His flock - which includes hundreds living in shabby housing provided by the church and hundreds more who drive weekly to Sunday and evening services - doesn't question his credentials.

Jefferson is as quick with a quip about his childhood as he is a snippet of Scripture meant to elicit fear of damnation. He takes the stage weekly, picking apart and praising his congregation, drubbing sins and drumming up dollars. It's all part of a master plan he says he had when he started the church.

That plan, he is fond of telling his congregation, involved taking in the city's downtrodden - the homeless, the poor, those who are alcoholics or addled by drugs - and rehabilitating them through Bible teachings and tough love.

But a three-month investigation by The Tampa Tribune in a partnership with WFLA, News Channel 8 has found that Deeper Life houses a deeper purpose - as an elaborate money-making machine that generates revenue three ways.

Jefferson and his wife, Brenda, draw hundreds to services at the mother church, on Nebraska Avenue in a neighborhood rife with crime, drugs and poverty. The congregation is pressured to give heartily or risk eternal damnation.

Members are discouraged from challenging or resisting this message. At a recent Wednesday night prayer service, for example, a visiting evangelist warned that the bishop and his wife are sacred angels. Do not provoke or criticize them, he said.

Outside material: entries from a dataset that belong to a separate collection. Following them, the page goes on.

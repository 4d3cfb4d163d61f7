#![allow(clippy::missing_errors_doc)]
#![allow(clippy::missing_panics_doc)]

pub mod cli;
pub mod config;
pub mod credentials;
pub mod error;
pub mod form;
pub mod operator;
pub mod prompt;
pub mod protocol;
pub mod rest;
pub mod session;
pub mod submit;

pub use error::{Error, Result};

Satellite churches, established in five states outside Florida and served by pastors hand-picked by Jefferson, send the bulk of their proceeds to the Tampa church, where it is counted and banked by Jefferson's family.

And people seeking shelter and food are put to work, sent across the United States on excursions that can last weeks to solicit donations. They stand at busy intersections for hours at a time asking motorists for money to help the poor.

Claims And Questions

At least three such fundraising trips since 1998 have proved fatal. The most recent occurred in June, when 14-year-old Solomon Bostick was crushed to death beneath a van carrying church members that overturned near Fort Pierce. Bostick's mother has claimed in a paternity suit, later dropped voluntarily, that Bostick was Jefferson's illegitimate son.

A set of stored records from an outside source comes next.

use super::{CloseReason, FrameStream, PROTOCOL_ERROR_CLOSE, Session, SessionEvent, SessionReport};
use crate::config::AbortPolicy;
use crate::error::{Error, Result};
use crate::operator::{CodeResponse, CodeSource};
use crate::protocol::{Command, Event, Outcome};
use chrono::Utc;
use std::collections::VecDeque;
use std::sync::Arc;
use std::time::Duration;
use tokio::sync::mpsc;
use tokio_util::sync::CancellationToken;

#[derive(Debug, Clone, Copy, PartialEq, Eq)]
pub enum RelayState {
    /// No code request pending.
    Idle,
    /// The operator has been asked and the reply is not sent yet.
    AwaitingCode,
}

/// Most events held back while a prompt is open.
pub(super) const MAX_BACKLOG: usize = 64;

enum Answer {
    Sent,
    Aborted,
    SessionEnded,
    /// The backend reported its outcome before the operator answered.
    Finished(Outcome),
}

/// Answers the backend's one-time code requests for one session.
///
/// Every `code` event gets exactly one operator prompt and at most one
/// reply; nothing is sent before the backend asks. While a prompt is open
/// the relay keeps reading the connection: a close or a `result` ends the
/// prompt, further code requests are queued and handled after the reply,
/// anything else is skipped.
pub struct ChallengeRelay {
    operator: Arc<dyn CodeSource>,
    policy: AbortPolicy,
    code_timeout: Option<Duration>,
    events: Option<mpsc::Sender<SessionEvent>>,
    state: RelayState,
    requests: usize,
    codes_sent: usize,
    codes_aborted: usize,
    backlog: VecDeque<Event>,
}

impl ChallengeRelay {
    pub fn new(operator: Arc<dyn CodeSource>) -> Self {
        Self {
            operator,
            policy: AbortPolicy::default(),
            code_timeout: None,
            events: None,
            state: RelayState::Idle,
            requests: 0,
            codes_sent: 0,
            codes_aborted: 0,
            backlog: VecDeque::new(),
        }
    }

    #[must_use]
    pub fn with_policy(mut self, policy: AbortPolicy) -> Self {
        self.policy = policy;
        self
    }

    /// Limit how long the operator has per code. Expiry counts as an abort.
    #[must_use]
    pub fn with_code_timeout(mut self, timeout: Option<Duration>) -> Self {
        self.code_timeout = timeout;
        self
    }

    #[must_use]
    pub fn with_events(mut self, tx: mpsc::Sender<SessionEvent>) -> Self {
        self.events = Some(tx);
        self
    }

    #[must_use]
    pub fn state(&self) -> RelayState {
        self.state
    }

    async fn emit(&self, event: SessionEvent) {
        if let Some(tx) = &self.events {
            let _ = tx.send(event).await;
        }
    }

    /// Serve the session until it closes.
    ///
    /// Returns the report when the session ends normally. Errors with
    /// `CodeEntryAborted` when the operator declines and the policy is
    /// [`AbortPolicy::Close`], with `Protocol` on a malformed frame or a
    /// protocol-error close from the backend, and with `Connection` when the
    /// link drops.
    pub async fn run<S: FrameStream>(&mut self, session: &mut Session<S>) -> Result<SessionReport> {
        self.state = RelayState::Idle;
        self.requests = 0;
        self.codes_sent = 0;
        self.codes_aborted = 0;
        self.backlog.clear();

        let token = session.abort_token.clone();
        let mut outcome: Option<Outcome> = None;

        let closed_by = loop {
            let event = match self.backlog.pop_front() {
                Some(event) => Some(event),
                None => tokio::select! {
                    biased;
                    () = token.cancelled() => break CloseReason::Client,
                    inbound = session.next_event() => match inbound {
                        Ok(event) => event,
                        Err(e) => {
                            session.close().await;
                            return Err(e);
                        }
                    },
                },
            };

            let Some(event) = event else {
                break session.backend_close();
            };

            match event {
                Event::CodeRequested => match self.answer(session, &token).await {
                    Ok(Answer::Sent) => {}
                    Ok(Answer::Aborted) if self.policy == AbortPolicy::Close => {
                        session.close().await;
                        self.emit(SessionEvent::Closed(CloseReason::Client)).await;
                        return Err(Error::CodeEntryAborted);
                    }
                    Ok(Answer::Aborted) => {
                        tracing::info!(session_id = %session.id, "Waiting for the backend to ask again");
                    }
                    Ok(Answer::SessionEnded) if token.is_cancelled() => break CloseReason::Client,
                    Ok(Answer::SessionEnded) => break session.backend_close(),
                    Ok(Answer::Finished(result)) => {
                        self.emit(SessionEvent::Finished(result.clone())).await;
                        outcome = Some(result);
                        break CloseReason::Completed;
                    }
                    Err(e) => {
                        session.close().await;
                        return Err(e);
                    }
                },
                Event::Result(result) => {
                    tracing::info!(session_id = %session.id, success = result.success, "Backend reported an outcome");
                    self.emit(SessionEvent::Finished(result.clone())).await;
                    outcome = Some(result);
                    break CloseReason::Completed;
                }
                Event::Unrecognized(tag) => {
                    tracing::warn!(session_id = %session.id, event = ?tag, "Ignoring unrecognized event");
                    self.emit(SessionEvent::Ignored { event: tag }).await;
                }
            }
        };

        session.close().await;
        self.emit(SessionEvent::Closed(closed_by.clone())).await;

        if let CloseReason::Backend {
            code: Some(PROTOCOL_ERROR_CLOSE),
            reason,
        } = &closed_by
        {
            return Err(Error::Protocol(format!(
                "backend rejected a frame and closed the session{}",
                reason.as_deref().map(|r| format!(": {r}")).unwrap_or_default()
            )));
        }

        Ok(SessionReport {
            session_id: session.id.clone(),
            codes_sent: self.codes_sent,
            codes_aborted: self.codes_aborted,
            outcome,
            closed_by,
            started_at: session.started_at,
            finished_at: Utc::now(),
        })
    }

    /// Handle one code request: prompt once, reply once.
    async fn answer<S: FrameStream>(
        &mut self,
        session: &mut Session<S>,
        token: &CancellationToken,
    ) -> Result<Answer> {
        self.requests += 1;
        let attempt = self.requests;
        self.state = RelayState::AwaitingCode;
        tracing::info!(session_id = %session.id, attempt, "Backend requested a one-time code");
        self.emit(SessionEvent::CodeRequested { attempt }).await;

        let operator = Arc::clone(&self.operator);
        let code_timeout = self.code_timeout;
        let prompt = async move {
            let request = operator.request_code(attempt);
            match code_timeout {
                Some(limit) => tokio::time::timeout(limit, request).await.unwrap_or_else(|_| {
                    tracing::warn!(attempt, "No code entered within {:?}", limit);
                    CodeResponse::Aborted
                }),
                None => request.await,
            }
        };
        tokio::pin!(prompt);

        let response = loop {
            tokio::select! {
                biased;
                () = token.cancelled() => break None,
                response = &mut prompt => break Some(response),
                inbound = session.next_event() => match inbound {
                    Ok(Some(Event::Result(result))) => {
                        self.state = RelayState::Idle;
                        tracing::info!(
                            session_id = %session.id,
                            attempt,
                            success = result.success,
                            "Backend reported an outcome while waiting for a code"
                        );
                        return Ok(Answer::Finished(result));
                    }
                    Ok(Some(Event::Unrecognized(tag))) => {
                        tracing::warn!(session_id = %session.id, event = ?tag, "Ignoring unrecognized event");
                        self.emit(SessionEvent::Ignored { event: tag }).await;
                    }
                    Ok(Some(event)) if self.backlog.len() < MAX_BACKLOG => {
                        self.backlog.push_back(event);
                    }
                    Ok(Some(_)) => {
                        self.state = RelayState::Idle;
                        return Err(Error::Protocol(format!(
                            "more than {MAX_BACKLOG} code requests queued behind an open prompt"
                        )));
                    }
                    Ok(None) => break None,
                    Err(e) => {
                        self.state = RelayState::Idle;
                        return Err(e);
                    }
                },
            }
        };

        let Some(response) = response else {
            self.state = RelayState::Idle;
            tracing::info!(session_id = %session.id, attempt, "Session ended while waiting for a code");
            return Ok(Answer::SessionEnded);
        };

        match response {
            CodeResponse::Code(code) => {
                let sent = session.send(&Command::CodeReply(code)).await;
                self.state = RelayState::Idle;
                sent?;
                self.codes_sent += 1;
                tracing::info!(session_id = %session.id, attempt, "Code sent");
                self.emit(SessionEvent::CodeSent { attempt }).await;
                Ok(Answer::Sent)
            }
            CodeResponse::Aborted => {
                self.state = RelayState::Idle;
                self.codes_aborted += 1;
                tracing::warn!(session_id = %session.id, attempt, "Operator aborted code entry");
                self.emit(SessionEvent::CodeEntryAborted { attempt }).await;
                Ok(Answer::Aborted)
            }
        }
    }
}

Two people died in June 1998 when a van carrying church members flipped over on Interstate 95 near St. Augustine. The tread on a rear tire had separated, throwing the van into a spin, Florida Highway Patrol records show. Another man died a year later when a van carrying church members overturned on Interstate 75 near Ocala.

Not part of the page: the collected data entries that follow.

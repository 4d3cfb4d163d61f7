//! Wire envelopes exchanged with the automation backend.
//!
//! Commands travel client -> backend wrapped in `{"data": ...}`; events come
//! back as flat objects tagged by `event`. Every frame is a JSON text frame.

use crate::credentials::CredentialSet;
use crate::error::{Error, Result};
use serde::{Deserialize, Serialize};

/// Event tag the backend uses to ask for a one-time code.
pub const CODE_REQUESTED: &str = "code";
/// Event tag for the terminal outcome report.
pub const RESULT: &str = "result";

/// Client -> backend command.
#[derive(Debug, Clone, PartialEq, Eq)]
pub enum Command {
    Start(CredentialSet),
    CodeReply(String),
}

#[derive(Serialize, Deserialize)]
struct Envelope<T> {
    data: T,
}

#[derive(Serialize, Deserialize)]
#[serde(untagged)]
enum CommandData {
    Tagged(TaggedCommand),
    CodeReply { code: String },
}

#[derive(Serialize, Deserialize)]
#[serde(tag = "event", content = "body", rename_all = "lowercase")]
enum TaggedCommand {
    Start(CredentialSet),
}

impl Command {
    /// Short name for logs. Never includes the payload.
    #[must_use]
    pub fn kind(&self) -> &'static str {
        match self {
            Self::Start(_) => "start",
            Self::CodeReply(_) => "code-reply",
        }
    }

    pub fn encode(&self) -> Result<String> {
        let data = match self {
            Self::Start(set) => CommandData::Tagged(TaggedCommand::Start(set.clone())),
            Self::CodeReply(code) => CommandData::CodeReply { code: code.clone() },
        };
        Ok(serde_json::to_string(&Envelope { data })?)
    }

    pub fn decode(text: &str) -> Result<Self> {
        let envelope: Envelope<CommandData> = serde_json::from_str(text)
            .map_err(|e| Error::Protocol(format!("malformed command frame: {e}")))?;
        Ok(match envelope.data {
            CommandData::Tagged(TaggedCommand::Start(set)) => Self::Start(set),
            CommandData::CodeReply { code } => Self::CodeReply(code),
        })
    }
}

/// Final outcome the backend may report before closing.
#[derive(Debug, Clone, PartialEq, Eq, Serialize, Deserialize)]
pub struct Outcome {
    pub success: bool,
    #[serde(default, skip_serializing_if = "Option::is_none")]
    pub message: Option<String>,
}

/// Backend -> client event.
#[derive(Debug, Clone, PartialEq, Eq)]
pub enum Event {
    CodeRequested,
    Result(Outcome),
    /// Any other tag (or none). Carried for logging, otherwise ignored.
    Unrecognized(Option<String>),
}

impl Event {
    /// Only the `event` tag is read up front; `result` frames are then
    /// parsed for their outcome and other fields are left alone.
    pub fn decode(text: &str) -> Result<Self> {
        let frame: serde_json::Value = serde_json::from_str(text)
            .map_err(|e| Error::Protocol(format!("malformed event frame: {e}")))?;
        if !frame.is_object() {
            return Err(Error::Protocol("event frame is not a JSON object".into()));
        }

        let tag = frame.get("event").and_then(|v| v.as_str()).map(ToString::to_string);
        match tag.as_deref() {
            Some(CODE_REQUESTED) => Ok(Self::CodeRequested),
            Some(RESULT) => serde_json::from_value::<Outcome>(frame)
                .map(Self::Result)
                .map_err(|e| Error::Protocol(format!("malformed result event: {e}"))),
            _ => Ok(Self::Unrecognized(tag)),
        }
    }

    pub fn encode(&self) -> Result<String> {
        let value = match self {
            Self::CodeRequested => serde_json::json!({ "event": CODE_REQUESTED }),
            Self::Result(outcome) => {
                let mut value = serde_json::to_value(outcome)?;
                value["event"] = RESULT.into();
                value
            }
            Self::Unrecognized(Some(tag)) => serde_json::json!({ "event": tag }),
            Self::Unrecognized(None) => serde_json::json!({}),
        };
        Ok(value.to_string())
    }
}

#[cfg(test)]
mod tests {
    use super::*;
    use serde_json::{Value, json};

    fn sample() -> CredentialSet {
        CredentialSet::new("a@b.com", "p", "engineer", "remote").unwrap()
    }

    fn parse(text: &str) -> Value {
        serde_json::from_str(text).unwrap()
    }

    #[test]
    fn test_start_frame_shape() {
        let text = Command::Start(sample()).encode().unwrap();
        assert_eq!(
            parse(&text),
            json!({
                "data": {
                    "event": "start",
                    "body": {
                        "email": "a@b.com",
                        "password": "p",
                        "what": "engineer",
                        "where": "remote",
                    }
                }
            })
        );
    }

    #[test]
    fn test_code_reply_frame_shape() {
        let text = Command::CodeReply("123456".into()).encode().unwrap();
        assert_eq!(text, r#"{"data":{"code":"123456"}}"#);
    }

    #[test]
    fn test_start_body_survives_decode() {
        let set = CredentialSet::new("x@y.org", "p@ss \"quoted\"", "rust dev", "Cairo, EG").unwrap();
        let text = Command::Start(set.clone()).encode().unwrap();
        assert_eq!(Command::decode(&text).unwrap(), Command::Start(set));
    }

    #[test]
    fn test_decode_code_reply() {
        let cmd = Command::decode(r#"{"data":{"code":"42"}}"#).unwrap();
        assert_eq!(cmd, Command::CodeReply("42".into()));
    }

    #[test]
    fn test_decode_command_without_data() {
        assert!(matches!(
            Command::decode(r#"{"event":"start"}"#),
            Err(Error::Protocol(_))
        ));
    }

    #[test]
    fn test_kind_never_leaks_payload() {
        assert_eq!(Command::Start(sample()).kind(), "start");
        assert_eq!(Command::CodeReply("999".into()).kind(), "code-reply");
    }

    #[test]
    fn test_code_event_ignores_extra_fields() {
        let event = Event::decode(r#"{"event":"code","attempt":2,"hint":"sms"}"#).unwrap();
        assert_eq!(event, Event::CodeRequested);
    }

    #[test]
    fn test_code_event_ignores_typed_extra_fields() {
        assert_eq!(
            Event::decode(r#"{"event":"code","message":{"text":"check sms"}}"#).unwrap(),
            Event::CodeRequested
        );
        assert_eq!(
            Event::decode(r#"{"event":"code","success":"pending"}"#).unwrap(),
            Event::CodeRequested
        );
    }

    #[test]
    fn test_result_event_with_bad_message_type() {
        assert!(matches!(
            Event::decode(r#"{"event":"result","success":true,"message":42}"#),
            Err(Error::Protocol(_))
        ));
    }

    #[test]
    fn test_result_event() {
        let event = Event::decode(r#"{"event":"result","success":false,"message":"bad password"}"#)
            .unwrap();
        assert_eq!(
            event,
            Event::Result(Outcome {
                success: false,
                message: Some("bad password".into()),
            })
        );
    }

    #[test]
    fn test_result_event_requires_success_flag() {
        assert!(matches!(
            Event::decode(r#"{"event":"result"}"#),
            Err(Error::Protocol(_))
        ));
    }

    #[test]
    fn test_unrecognized_events() {
        assert_eq!(
            Event::decode(r#"{"event":"progress","page":3}"#).unwrap(),
            Event::Unrecognized(Some("progress".into()))
        );
        assert_eq!(Event::decode("{}").unwrap(), Event::Unrecognized(None));
    }

    #[test]
    fn test_malformed_event() {
        assert!(matches!(Event::decode("not json"), Err(Error::Protocol(_))));
        assert!(matches!(Event::decode("[1,2]"), Err(Error::Protocol(_))));
    }

    #[test]
    fn test_event_encode_matches_wire() {
        assert_eq!(Event::CodeRequested.encode().unwrap(), r#"{"event":"code"}"#);
        let result = Event::Result(Outcome {
            success: true,
            message: None,
        });
        assert_eq!(
            parse(&result.encode().unwrap()),
            json!({"event": "result", "success": true})
        );
    }
}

In addition to church finances, the Tribune has found several other areas where Jefferson himself, through his lifestyle and his methodology, invites question:

 

  • Despite his avowed mission to rehabilitate the down and out, Jefferson acknowledges the church has no licensed counselors helping anyone.

     

  • Jefferson claims to be capable of exorcising demons, illness and bad traits with the touch of a hand. Videotaped sermons show his wife, Brenda, telling church members that through Deeper Life, God has healed many people of cancer, AIDS and other life- threatening illnesses. Followers are instructed to toss away medications.

     

  • He calls himself a bridge-builder, uniting hundreds of couples in marriages to keep them from living in sin. But his own marital history and that of his family, even the validity of marriages within his congregation, contradicts the strict standard to which he says his flock adheres. Jefferson was married to two women at the same time from 1996 to 1998, records show, and has been sued for paternity by two other women, including Solomon Bostick's mother.

     

  • In one case, DNA tests showed Jefferson was not the father. In Bostick's case, three suits were dropped either voluntarily or because Jefferson could not be found by process servers.

     

  • Jefferson drives luxury automobiles, lives in a sprawling estate behind a 6-foot wall, and wears expensive tailor-made clothes.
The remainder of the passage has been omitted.